One glorious weekday morning, Jeff and I met John in Irvine and he drove us into Santa Monica to visit the iconic pier. The traffic gods were in our favor as we whipped along the freeways with no delays. Driving back was a nightmare, however, but that’s another story.
SANTA MONICA PIER
The pier began as the first concrete pier, a 1,600-foot long Municipal Pier to dispose of the city’s sewage. In 1909 an underline pipeline ran treated sewage out to the ocean. This was discontinued in the 1920s.
In 1916 a shorter and wider pier was added on by Charles Looff, a carousel carver, to satisfy community wishes for an amusement park in the immediate area. Naturally, the first ride to open on the new Looff Pleasure Pier was a carousel.
The Blue Streak Racer roller coaster, bowling and billiards buildings, and a fun house followed soon after. Live music entertained crowds.
US Navy warships often visited the Pier. On one such visit in 1919, the deck gave way to the weight of a sizeable crowd. The concrete piles had rusted. Over the next 2 years the concrete piles and deck were replaced with creosote-treated wooden piles and deck boards.

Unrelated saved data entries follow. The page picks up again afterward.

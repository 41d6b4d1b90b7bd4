//! Ollama embedding provider.
//!
//! Calls `/api/embeddings` on a local Ollama server, one request per text,
//! with up to `concurrency` requests in flight. Failed requests are retried
//! with exponential backoff before the batch fails.

use crate::embeddings::provider::EmbeddingProvider;
use futures::stream::{self, StreamExt, TryStreamExt};
use reqwest::Client;
use serde::{Deserialize, Serialize};
use std::time::Duration;
use storyloom_core::{AppError, AppResult};
use tracing::{debug, instrument, warn};

/// Default Ollama base URL.
pub const DEFAULT_OLLAMA_URL: &str = "http://localhost:11434";
const EMBEDDING_ENDPOINT: &str = "/api/embeddings";

/// Maximum attempts per text
const MAX_ATTEMPTS: u32 = 3;

/// Initial backoff duration in milliseconds
const INITIAL_BACKOFF_MS: u64 = 100;

/// Per-request timeout in seconds
const REQUEST_TIMEOUT_SECS: u64 = 60;

#[derive(Debug)]
pub struct OllamaProvider {
    client: Client,
    base_url: String,
    model: String,
    concurrency: usize,
}

#[derive(Debug, Serialize)]
struct EmbeddingRequest<'a> {
    model: &'a str,
    prompt: &'a str,
}

#[derive(Debug, Deserialize)]
struct EmbeddingResponse {
    embedding: Vec<f32>,
}

#[derive(Debug, Deserialize)]
struct ErrorResponse {
    error: String,
}

impl OllamaProvider {
    /// Create a provider. The server is not contacted until the first batch.
    pub fn new(base_url: Option<&str>, model: &str, concurrency: usize) -> AppResult<Self> {
        let client = Client::builder()
            .timeout(Duration::from_secs(REQUEST_TIMEOUT_SECS))
            .build()
            .map_err(|e| {
                AppError::Embedding(format!("Failed to create HTTP client for Ollama: {}", e))
            })?;

        Ok(Self {
            client,
            base_url: base_url
                .unwrap_or(DEFAULT_OLLAMA_URL)
                .trim_end_matches('/')
                .to_string(),
            model: model.to_string(),
            concurrency: concurrency.max(1),
        })
    }

    #[instrument(skip(self, text), fields(text_len = text.len(), model = %self.model))]
    async fn embed_with_retries(&self, text: &str) -> AppResult<Vec<f32>> {
        let mut attempt = 0;

        loop {
            attempt += 1;
            match self.embed_single(text).await {
                Ok(embedding) => return Ok(embedding),
                Err(e) if attempt < MAX_ATTEMPTS => {
                    let backoff_ms = INITIAL_BACKOFF_MS * 2_u64.pow(attempt);
                    warn!(
                        "Embedding failed (attempt {}/{}), retrying in {}ms: {}",
                        attempt, MAX_ATTEMPTS, backoff_ms, e
                    );
                    tokio::time::sleep(Duration::from_millis(backoff_ms)).await;
                }
                Err(e) => return Err(e),
            }
        }
    }

    async fn embed_single(&self, text: &str) -> AppResult<Vec<f32>> {
        let url = format!("{}{}", self.base_url, EMBEDDING_ENDPOINT);
        let request = EmbeddingRequest {
            model: &self.model,
            prompt: text,
        };

        let response = self
            .client
            .post(&url)
            .json(&request)
            .send()
            .await
            .map_err(|e| AppError::Embedding(format!("Failed to reach Ollama at {}: {}", url, e)))?;

        let status = response.status();
        if !status.is_success() {
            let body = response
                .text()
                .await
                .unwrap_or_else(|_| "Unknown error".to_string());
            let message = serde_json::from_str::<ErrorResponse>(&body)
                .map(|e| e.error)
                .unwrap_or(body);
            return Err(AppError::Embedding(format!(
                "Ollama API error ({}): {}",
                status, message
            )));
        }

        let parsed: EmbeddingResponse = response
            .json()
            .await
            .map_err(|e| AppError::Embedding(format!("Failed to parse Ollama response: {}", e)))?;

        if parsed.embedding.is_empty() {
            return Err(AppError::Embedding(format!(
                "Ollama model '{}' returned an empty embedding",
                self.model
            )));
        }

        Ok(parsed.embedding)
    }
}

#[async_trait::async_trait]
impl EmbeddingProvider for OllamaProvider {
    fn provider_name(&self) -> &str {
        "ollama"
    }

    fn model_name(&self) -> &str {
        &self.model
    }

    #[instrument(skip(self, texts), fields(batch_size = texts.len(), provider = "ollama", model = %self.model))]
    async fn embed_batch(&self, texts: &[String]) -> AppResult<Vec<Vec<f32>>> {
        if texts.is_empty() {
            return Ok(Vec::new());
        }

        debug!("Embedding batch of {} texts", texts.len());

        let pending: Vec<_> = texts
            .iter()
            .map(|text| self.embed_with_retries(text.as_str()))
            .collect();

        // `buffered` keeps output in input order.
        stream::iter(pending)
            .buffered(self.concurrency)
            .try_collect()
            .await
    }
}

#[cfg(test)]
mod tests {
    use super::*;

    #[test]
    fn test_base_url_normalization() {
        let provider = OllamaProvider::new(Some("http://gpu-box:11434/"), "nomic-embed-text", 4).unwrap();
        assert_eq!(provider.base_url, "http://gpu-box:11434");

        let provider = OllamaProvider::new(None, "nomic-embed-text", 0).unwrap();
        assert_eq!(provider.base_url, DEFAULT_OLLAMA_URL);
        assert_eq!(provider.concurrency, 1);
    }

    #[test]
    fn test_request_shape() {
        let request = EmbeddingRequest {
            model: "nomic-embed-text",
            prompt: "a dragon",
        };
        let json = serde_json::to_value(&request).unwrap();
        assert_eq!(json["model"], "nomic-embed-text");
        assert_eq!(json["prompt"], "a dragon");
    }

    #[tokio::test]
    async fn test_empty_batch_skips_network() {
        let provider = OllamaProvider::new(Some("http://127.0.0.1:9"), "m", 2).unwrap();
        let result = provider.embed_batch(&[]).await.unwrap();
        assert!(result.is_empty());
    }

    #[tokio::test]
    async fn test_unreachable_server_is_embedding_error() {
        let provider = OllamaProvider::new(Some("http://127.0.0.1:9"), "m", 1).unwrap();
        let result = provider.embed_batch(&["text".to_string()]).await;
        assert!(matches!(result, Err(AppError::Embedding(_))));
    }

    #[tokio::test]
    async fn test_concurrent_batch_runs_on_spawned_task() {
        let provider: std::sync::Arc<dyn EmbeddingProvider> = std::sync::Arc::new(
            OllamaProvider::new(Some("http://127.0.0.1:9"), "m", 2).unwrap(),
        );
        let texts = vec!["first".to_string(), "second".to_string(), "third".to_string()];

        let result = tokio::spawn(async move { provider.embed_batch(&texts).await })
            .await
            .unwrap();
        assert!(matches!(result, Err(AppError::Embedding(_))));
    }
}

The La Monica Ballroom opened in July of 1924 and was the largest dance hall on the west coast. With 15,000 square-feet of hard maple flooring, the ballroom could accommodate 5,000 dancers. The Great Depression, however, ended its dancing days. By the mid 1930s the ballroom served multiple purposes including, as a convention center, lifeguard headquarters, and the City Jail.
A frequent visitor to the Pier was E. C. Segar. He would spend afternoons on fishing trips with a squinty-eyed retired Norwegian sailor, Olaf “Cap” Olsen. (community.digitalmediaacademy.org)
Olsen officially “unretired” himself on the Pier in 1925 to create his own fleet of recreational fishing boats to keep commercial net fishing out of the bay. During the Depression he helped feed needy families by donating a portion of his own daily catch. If his name doesn’t ring a bell, you might recognize him with his cartoon name. Elzie C. Segar needed a hero for his comic strip Thimble Theater, so he drew up a rendition of Olsen and named him, Popeye.
The Pier was used mainly as a ferry landing during the Depression. All the amusement rides were gone except for the carousel.
The bridge and entry gate, along with the the blue neon sign, Santa Monica Yacht Harbor, were constructed in 1938 by the federal Works Project Administration.
In March of 1943 Walter Newcomb purchased the Santa Monica Amusement Company’s lease and changed the name of Pleasure Pier to Newcomb Pier.
By the 1960s the Pier had survived 2 World Wars, the Great Depression, and became a reputed fishing pier, amusement park, ballroom, and hot venue for locals and tourists alike. Unfortunately city leaders only saw an aging Pier that looked seedy and was an eyesore. But to the people who lived on the Pier: the fisher men and women, the artists, and the political activists… it was a neighborhood over the sea.
In 1972 the City Manager proposed plans to City Council to replace the Pier with a bridge that leads to a fabricated resort island. The local community revolted but City Council voted to destroy the Pier anyway. So, the community rallied again. This time Proposition 1 passed in 1975 to preserve the Pier forever.
But Mother Nature had other plans. In 1983 two storms threatened the future of the Pier. On January 27th, swells of 10 feet destroyed the lower deck. Then on March 1st, a crane repairing the prior damage, got dragged into the waters by yet another storm and destroyed one third of the Pier as it battered the pilings.
By 1990, the Santa Monica Pier is restored and alive and well once again!